**DATA FOR PROCESSING:**
********************

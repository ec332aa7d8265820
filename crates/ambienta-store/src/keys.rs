//! Record names used in the durable store.
//!
//! Keys double as file stems for the file-backed store, so they stay
//! lowercase ASCII with no separators beyond `_`.

/// JSON map of category key to selection.
pub const SELECTIONS: &str = "selections";

/// JSON `{"unlocked": bool}` export-gate flag.
pub const PAYMENT_UNLOCKED: &str = "payment_unlocked";

/// One-shot marker planted after checkout; consumed on next start.
pub const PAYMENT_PENDING: &str = "payment_pending";
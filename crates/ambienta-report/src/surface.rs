//! Presentation surfaces for the rendered estimate.
//!
//! A [`Surface`] is where a finished document lands. The file-based surface
//! writes atomically (temp file + rename) so an interrupted export never
//! leaves a half-written estimate at the final path.

use std::fs::{self, File};
use std::io::Write as _;
use std::path::{Path, PathBuf};

use crate::error::ReportError;

/// Somewhere a rendered document can be presented. Returns the location the
/// caller can open or share.
pub trait Surface {
    fn present(&self, file_stem: &str, html: &str) -> Result<PathBuf, ReportError>;
}

/// Writes documents as `<stem>.html` files into a target directory, creating
/// it on first use.
#[derive(Debug, Clone)]
pub struct DirectorySurface {
    dir: PathBuf,
}

impl DirectorySurface {
    pub fn new(dir: impl Into<PathBuf>) -> Self {
        Self { dir: dir.into() }
    }

    pub fn dir(&self) -> &Path {
        &self.dir
    }
}

impl Surface for DirectorySurface {
    fn present(&self, file_stem: &str, html: &str) -> Result<PathBuf, ReportError> {
        fs::create_dir_all(&self.dir).map_err(|source| ReportError::SurfaceUnavailable {
            path: self.dir.clone(),
            source,
        })?;

        let path = self.dir.join(format!("{file_stem}.html"));
        let temp_path = self.dir.join(format!("{file_stem}.html.tmp"));

        let write = |temp_path: &Path| -> std::io::Result<()> {
            let mut file = File::create(temp_path)?;
            file.write_all(html.as_bytes())?;
            file.sync_all()?;
            Ok(())
        };
        write(&temp_path).map_err(|source| ReportError::Write {
            path: temp_path.clone(),
            source,
        })?;

        fs::rename(&temp_path, &path).map_err(|source| ReportError::Write {
            path: path.clone(),
            source,
        })?;

        tracing::info!(path = %path.display(), "estimate document written");
        Ok(path)
    }
}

********************

**REQUIRED WORK:**
Report each line in the data above that holds the word "JSON" by copying it.

**EXERCISE SOLUTION:**
/// JSON map of category key to selection.
/// JSON `{"unlocked": bool}` export-gate flag.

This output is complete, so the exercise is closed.